Reiner is right about one thing: We’ve seen a lot of divorce on screen. Ironically, great divorce movies like “Shoot the Moon” and “Kramer vs. Kramer,” which successfully convey the complex knot of love and pain that forms when a family disintegrates, have been more insightful about marriage than love stories. In fact, “The Story of Us” is a divorce movie, but one that lacks the courage to let its sorry twosome uncouple. It convincingly shows a man and a woman who are so miserable together that even their children would probably endorse a split.

It bears some resemblance to “Two for the Road,” the 1967 Stanley Donen comedy in which Albert Finney and Audrey Hepburn, both young, beautiful and preternaturally charming, fall in love, marry, bicker, cheat and almost go their separate ways. Both films reduce their characters to a few annoying traits, as if the world were divided into neat Felixes and messy Oscars who just can’t get along. In both, the protagonists presented are so unlovable--petty, selfish, whiny and demanding--that only the blinding appeal of the stars can make the idea of anyone ever falling for such people believable.

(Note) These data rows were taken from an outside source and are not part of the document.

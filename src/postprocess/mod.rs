// vsenv-rs: Visual Studio toolchain environment resolver
//
// SPDX-FileCopyrightText: 2026 Romeo Ahmed
// SPDX-License-Identifier: GPL-3.0-or-later

//! Toolchain-specific adjustments on top of the captured environment.
//!
//! ```text
//! plan(installation, arch, options)          filesystem checks only
//!   none      --> Adjustments::default()
//!   msvc      --> VC\Tools\MSVC\<max>\bin\Host<host>\<target>   PATH (front)
//!   clang-cl  --> msvc, plus
//!                 <llvm>\bin                                   PATH (front)
//!                 VC\Tools\MSVC\<max>\lib\<target>             LIB  (back)
//!                 CC CXX LD CFLAGS CXXFLAGS LDFLAGS
//!
//! Adjustments::apply_to(sink)                 runs only after plan() succeeded
//! ```
//!
//! Toolsets are ordered by plain string comparison, so `14.9.x` sorts above
//! `14.10.x`. Shipped MSVC toolsets all share the `14.NN` shape.

use bon::Builder;
use clap::ValueEnum;
use serde::{Deserialize, Serialize};
use std::path::{Path, PathBuf};
use tracing::{debug, info};

use crate::core::arch::CanonicalArch;
use crate::core::env::diff::{PATH_LIST_SEPARATOR, missing_segments, split_path_list};
use crate::core::vs::Installation;
use crate::error::{ResolveError, ResolveResult, SinkResult};
use crate::sink::JobEnvironmentSink;

/// Default LLVM installation directory.
pub const DEFAULT_LLVM_ROOT: &str = r"C:\Program Files\LLVM";

/// Variables set for clang-cl builds against the debug CRT.
pub const CLANG_CL_VARIABLES: &[(&str, &str)] = &[
    ("CC", "clang-cl"),
    ("CXX", "clang-cl"),
    ("LD", "lld-link"),
    ("CFLAGS", "/MDd"),
    ("CXXFLAGS", "/MDd"),
    ("LDFLAGS", "/DEFAULTLIB:msvcrtd.lib /NODEFAULTLIB:libcmt.lib"),
];

/// Toolchain flavor to prepare the job for.
#[derive(Debug, Clone, Copy, PartialEq, Eq, Default, ValueEnum, Serialize, Deserialize)]
#[serde(rename_all = "kebab-case")]
pub enum Toolchain {
    /// Captured environment only
    None,
    /// Put the selected MSVC toolset's binaries first on PATH
    #[default]
    Msvc,
    /// MSVC plus LLVM clang-cl / lld-link
    ClangCl,
}

impl std::fmt::Display for Toolchain {
    fn fmt(&self, f: &mut std::fmt::Formatter<'_>) -> std::fmt::Result {
        f.write_str(match self {
            Self::None => "none",
            Self::Msvc => "msvc",
            Self::ClangCl => "clang-cl",
        })
    }
}

/// Postprocessing settings.
#[derive(Debug, Clone, Builder)]
pub struct PostprocessOptions {
    #[builder(setters(name = with_toolchain), default)]
    toolchain: Toolchain,
    #[builder(setters(name = with_llvm_root), into, default = PathBuf::from(DEFAULT_LLVM_ROOT))]
    llvm_root: PathBuf,
}

impl Default for PostprocessOptions {
    fn default() -> Self {
        Self::builder().build()
    }
}

impl PostprocessOptions {
    #[must_use]
    pub const fn toolchain(&self) -> Toolchain {
        self.toolchain
    }
}

/// Sink changes decided by [`plan`].
#[derive(Debug, Clone, Default, PartialEq, Eq)]
pub struct Adjustments {
    /// Selected toolset version, if one was needed.
    pub toolset: Option<String>,
    /// Segments for the front of `PATH`, in order.
    pub path_front: Vec<String>,
    /// Segments for the back of `LIB`, in order.
    pub lib_back: Vec<String>,
    /// Scalar variables to set.
    pub variables: Vec<(String, String)>,
}

impl Adjustments {
    #[must_use]
    pub fn is_empty(&self) -> bool {
        self.path_front.is_empty() && self.lib_back.is_empty() && self.variables.is_empty()
    }

    /// Writes the adjustments, skipping path segments already present.
    ///
    /// # Errors
    ///
    /// Returns the first [`SinkError`](crate::error::SinkError) reported by the sink.
    pub fn apply_to<S: JobEnvironmentSink + ?Sized>(&self, sink: &mut S) -> SinkResult<()> {
        let existing = sink.current("PATH").unwrap_or_default();
        let front = missing_segments(self.path_front.iter().map(String::as_str), &existing);
        if !front.is_empty() {
            sink.prepend_to_path("PATH", &front)?;
        }

        if !self.lib_back.is_empty() {
            let lib = sink.current("LIB").unwrap_or_default();
            let back = missing_segments(self.lib_back.iter().map(String::as_str), &lib);
            if !back.is_empty() {
                let value = split_path_list(&lib)
                    .chain(back.iter().map(String::as_str))
                    .collect::<Vec<_>>()
                    .join(&PATH_LIST_SEPARATOR.to_string());
                sink.set_variable("LIB", &value)?;
            }
        }

        for (name, value) in &self.variables {
            sink.set_variable(name, value)?;
        }

        Ok(())
    }
}

/// Picks the highest toolset version directory below `tools_root`.
///
/// # Errors
///
/// Returns [`ResolveError::NoToolsetFound`] if `tools_root` is missing or has
/// no subdirectories.
pub fn select_toolset(tools_root: &Path) -> ResolveResult<String> {
    let not_found = || ResolveError::NoToolsetFound {
        path: tools_root.to_path_buf(),
    };

    let entries = std::fs::read_dir(tools_root).map_err(|_| not_found())?;

    entries
        .filter_map(std::result::Result::ok)
        .filter(|entry| entry.path().is_dir())
        .map(|entry| entry.file_name().to_string_lossy().into_owned())
        .max()
        .ok_or_else(not_found)
}

/// Decides every adjustment for `options.toolchain`, touching only the filesystem.
///
/// # Errors
///
/// - [`ResolveError::NoToolsetFound`] if no MSVC toolset is installed.
/// - [`ResolveError::DependencyMissing`] if the LLVM root or the toolset's
///   library directory is absent (clang-cl only).
pub fn plan(
    installation: &Installation,
    arch: CanonicalArch,
    options: &PostprocessOptions,
) -> ResolveResult<Adjustments> {
    if options.toolchain == Toolchain::None {
        return Ok(Adjustments::default());
    }

    let toolset = select_toolset(&installation.msvc_tools_root())?;
    let toolset_root = installation.toolset_root(&toolset);
    let msvc_bin = toolset_root
        .join("bin")
        .join(format!("Host{}", arch.host()))
        .join(arch.target());

    debug!(toolset = %toolset, bin = %msvc_bin.display(), "Selected MSVC toolset");

    let mut adjustments = Adjustments {
        toolset: Some(toolset),
        path_front: vec![msvc_bin.display().to_string()],
        ..Adjustments::default()
    };

    if options.toolchain == Toolchain::ClangCl {
        let llvm = &options.llvm_root;
        if !llvm.is_dir() {
            return Err(ResolveError::DependencyMissing {
                what: "LLVM".to_string(),
                path: llvm.clone(),
            });
        }

        let lib = toolset_root.join("lib").join(arch.target());
        if !lib.is_dir() {
            return Err(ResolveError::DependencyMissing {
                what: "MSVC toolset libraries".to_string(),
                path: lib,
            });
        }

        adjustments
            .path_front
            .insert(0, llvm.join("bin").display().to_string());
        adjustments.lib_back.push(lib.display().to_string());
        adjustments.variables = CLANG_CL_VARIABLES
            .iter()
            .map(|(k, v)| ((*k).to_string(), (*v).to_string()))
            .collect();
    }

    info!(
        toolchain = %options.toolchain,
        toolset = ?adjustments.toolset,
        "Planned toolchain adjustments"
    );

    Ok(adjustments)
}

/// Plans and applies in one go.
///
/// Nothing is written to `sink` unless planning succeeds.
///
/// # Errors
///
/// Returns planning errors as [`crate::error::VsenvError::Resolve`] and write
/// failures as [`crate::error::VsenvError::Sink`].
pub fn postprocess<S: JobEnvironmentSink + ?Sized>(
    installation: &Installation,
    arch: CanonicalArch,
    options: &PostprocessOptions,
    sink: &mut S,
) -> crate::error::VsenvResult<Adjustments> {
    let adjustments = plan(installation, arch, options)?;
    adjustments.apply_to(sink)?;
    Ok(adjustments)
}
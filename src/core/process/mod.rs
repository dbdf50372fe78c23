// vsenv-rs: Visual Studio toolchain environment resolver
//
// SPDX-FileCopyrightText: 2026 Romeo Ahmed
// SPDX-License-Identifier: GPL-3.0-or-later

//! Async process spawning behind a runner seam.
//!
//! ```text
//! ProcessBuilder::new("vswhere.exe")
//!   .args() .env() .timeout() .stdout_encoding()
//!       --> CommandRunner::run()
//!           SystemRunner: tokio::process::Command
//!       --> ProcessOutput { exit_code, stdout, stderr }
//! ```

pub mod builder;
pub mod runner;
#[cfg(test)]
pub(crate) mod test_utils;

pub use builder::{ProcessBuilder, ProcessFlags, ProcessOutput};
pub use runner::{CommandRunner, SystemRunner};
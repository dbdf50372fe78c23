// vsenv-rs: Visual Studio toolchain environment resolver
//
// SPDX-FileCopyrightText: 2026 Romeo Ahmed
// SPDX-License-Identifier: GPL-3.0-or-later

use super::*;
use crate::core::env::container::Env;
use crate::sink::MemorySink;
use std::collections::BTreeMap;

fn diff(set: &[(&str, &str)], prepended: &[(&str, &[&str])]) -> EnvironmentDiff {
    EnvironmentDiff {
        set: set
            .iter()
            .map(|(k, v)| ((*k).to_string(), (*v).to_string()))
            .collect(),
        prepended: prepended
            .iter()
            .map(|(k, segs)| {
                (
                    (*k).to_string(),
                    segs.iter().map(ToString::to_string).collect(),
                )
            })
            .collect::<BTreeMap<_, _>>(),
    }
}

#[test]
fn test_apply_scalars_overwrite() {
    let mut sink = MemorySink::new([("CC", "cl")].into_iter().collect());
    apply(&diff(&[("CC", "clang-cl")], &[]), &mut sink).unwrap();
    assert_eq!(sink.current("CC").as_deref(), Some("clang-cl"));
}

#[test]
fn test_apply_end_to_end_scenario() {
    let mut sink = MemorySink::new([("PATH", r"C:\A")].into_iter().collect());
    let d = diff(&[("LIB", r"C:\libs")], &[("PATH", &[r"C:\B"])]);

    apply(&d, &mut sink).unwrap();

    let expected: Env = [("PATH", r"C:\B;C:\A"), ("LIB", r"C:\libs")]
        .into_iter()
        .collect();
    assert_eq!(sink.env(), &expected);
}

#[test]
fn test_apply_is_idempotent() {
    let mut sink = MemorySink::new([("PATH", r"C:\Windows")].into_iter().collect());
    let d = diff(
        &[("VSINSTALLDIR", r"C:\VS\")],
        &[
            ("PATH", &[r"C:\VS\bin", r"C:\VS\tools"]),
            ("INCLUDE", &[r"C:\VS\include"]),
        ],
    );

    apply(&d, &mut sink).unwrap();
    let once = sink.env().clone();
    apply(&d, &mut sink).unwrap();

    assert_eq!(sink.env(), &once);
    assert_eq!(
        once.get("PATH"),
        Some(r"C:\VS\bin;C:\VS\tools;C:\Windows")
    );
}

#[test]
fn test_apply_skips_present_segments_case_insensitively() {
    let mut sink = MemorySink::new([("PATH", r"c:\vs\BIN\;C:\Windows")].into_iter().collect());
    let d = diff(&[], &[("PATH", &[r"C:\VS\bin", r"C:\New", r"c:\new\"])]);

    apply(&d, &mut sink).unwrap();

    assert_eq!(
        sink.current("PATH").as_deref(),
        Some(r"C:\New;c:\vs\BIN\;C:\Windows")
    );
}

#[test]
fn test_apply_prepend_to_unset_variable() {
    let mut sink = MemorySink::default();
    apply(&diff(&[], &[("LIBPATH", &[r"C:\a", r"C:\b"])]), &mut sink).unwrap();
    assert_eq!(sink.current("LIBPATH").as_deref(), Some(r"C:\a;C:\b"));
}

#[test]
fn test_apply_stops_at_first_sink_error() {
    let mut sink = MemorySink::default();
    let err = apply(&diff(&[("BAD NAME", "x")], &[("PATH", &["C:\\a"])]), &mut sink).unwrap_err();

    assert!(matches!(err, crate::error::SinkError::InvalidName(_)));
    assert!(sink.env().is_empty());
}
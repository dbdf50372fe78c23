// vsenv-rs: Visual Studio toolchain environment resolver
//
// SPDX-FileCopyrightText: 2026 Romeo Ahmed
// SPDX-License-Identifier: GPL-3.0-or-later

//! Utility modules.
//!
//! ```text
//! encoding
//!   bytes_to_utf8()  CP1252/OEM/UTF-16 --> UTF-8
//! ```

pub mod encoding;
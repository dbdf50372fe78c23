// vsenv-rs: Visual Studio toolchain environment resolver
//
// SPDX-FileCopyrightText: 2026 Romeo Ahmed
// SPDX-License-Identifier: GPL-3.0-or-later

//! Shared test utilities for code that runs external commands.
//!
//! Provides a scripted `CommandRunner` that never spawns anything.

use std::future::Future;
use std::path::{Path, PathBuf};
use std::sync::Mutex;

use super::builder::{ProcessBuilder, ProcessOutput};
use super::runner::CommandRunner;
use crate::error::ProcessError;

type Responder = Box<dyn Fn(&ProcessBuilder) -> Result<ProcessOutput, ProcessError> + Send + Sync>;

/// One recorded call to [`ScriptedRunner::run`].
#[derive(Debug, Clone)]
pub(crate) struct Invocation {
    pub program: PathBuf,
    pub args: Vec<String>,
    /// Contents of the last argument if it named an existing file at call time.
    pub script: Option<String>,
}

impl Invocation {
    /// Path named by the last argument.
    pub fn last_arg_path(&self) -> Option<&Path> {
        self.args.last().map(Path::new)
    }
}

/// Runner answering every command with a canned response.
pub(crate) struct ScriptedRunner {
    respond: Responder,
    calls: Mutex<Vec<Invocation>>,
}

impl ScriptedRunner {
    pub fn new<F>(respond: F) -> Self
    where
        F: Fn(&ProcessBuilder) -> Result<ProcessOutput, ProcessError> + Send + Sync + 'static,
    {
        Self {
            respond: Box::new(respond),
            calls: Mutex::new(Vec::new()),
        }
    }

    /// Always exits with `code` and the given output.
    pub fn replying(code: i32, stdout: &str, stderr: &str) -> Self {
        let (stdout, stderr) = (stdout.to_string(), stderr.to_string());
        Self::new(move |_| Ok(ProcessOutput::new(Some(code), stdout.clone(), stderr.clone())))
    }

    /// Always fails with the error built by `make`.
    pub fn failing<F>(make: F) -> Self
    where
        F: Fn() -> ProcessError + Send + Sync + 'static,
    {
        Self::new(move |_| Err(make()))
    }

    pub fn calls(&self) -> Vec<Invocation> {
        self.calls
            .lock()
            .map(|calls| calls.clone())
            .unwrap_or_default()
    }
}

impl CommandRunner for ScriptedRunner {
    fn run(
        &self,
        command: ProcessBuilder,
    ) -> impl Future<Output = Result<ProcessOutput, ProcessError>> + Send {
        let script = command
            .arguments()
            .last()
            .and_then(|arg| std::fs::read_to_string(arg).ok());

        if let Ok(mut calls) = self.calls.lock() {
            calls.push(Invocation {
                program: command.program().clone(),
                args: command.arguments().to_vec(),
                script,
            });
        }

        std::future::ready((self.respond)(&command))
    }
}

The reason why good marriages make bad movies could be as simple as the truism that drama feeds on conflict. Happy marriage equals no conflict equals boring. As Rhett Butler told Scarlett, there are two times when fortunes are made: when a civilization collapses, and when one begins. Struggle, anticipation, surprise and suspense all enrich the trove of moving divorce movies and engaging courtship sagas. Nora Ephron has made both: “When Harry Met Sally . . . “ and “Sleepless in Seattle” (courtship) and “Heartburn” (divorce). It stands to reason that I can’t get no satisfaction, sung either by the hopeful lover or the spouse beyond hope, has more narrative energy than stagnant bliss.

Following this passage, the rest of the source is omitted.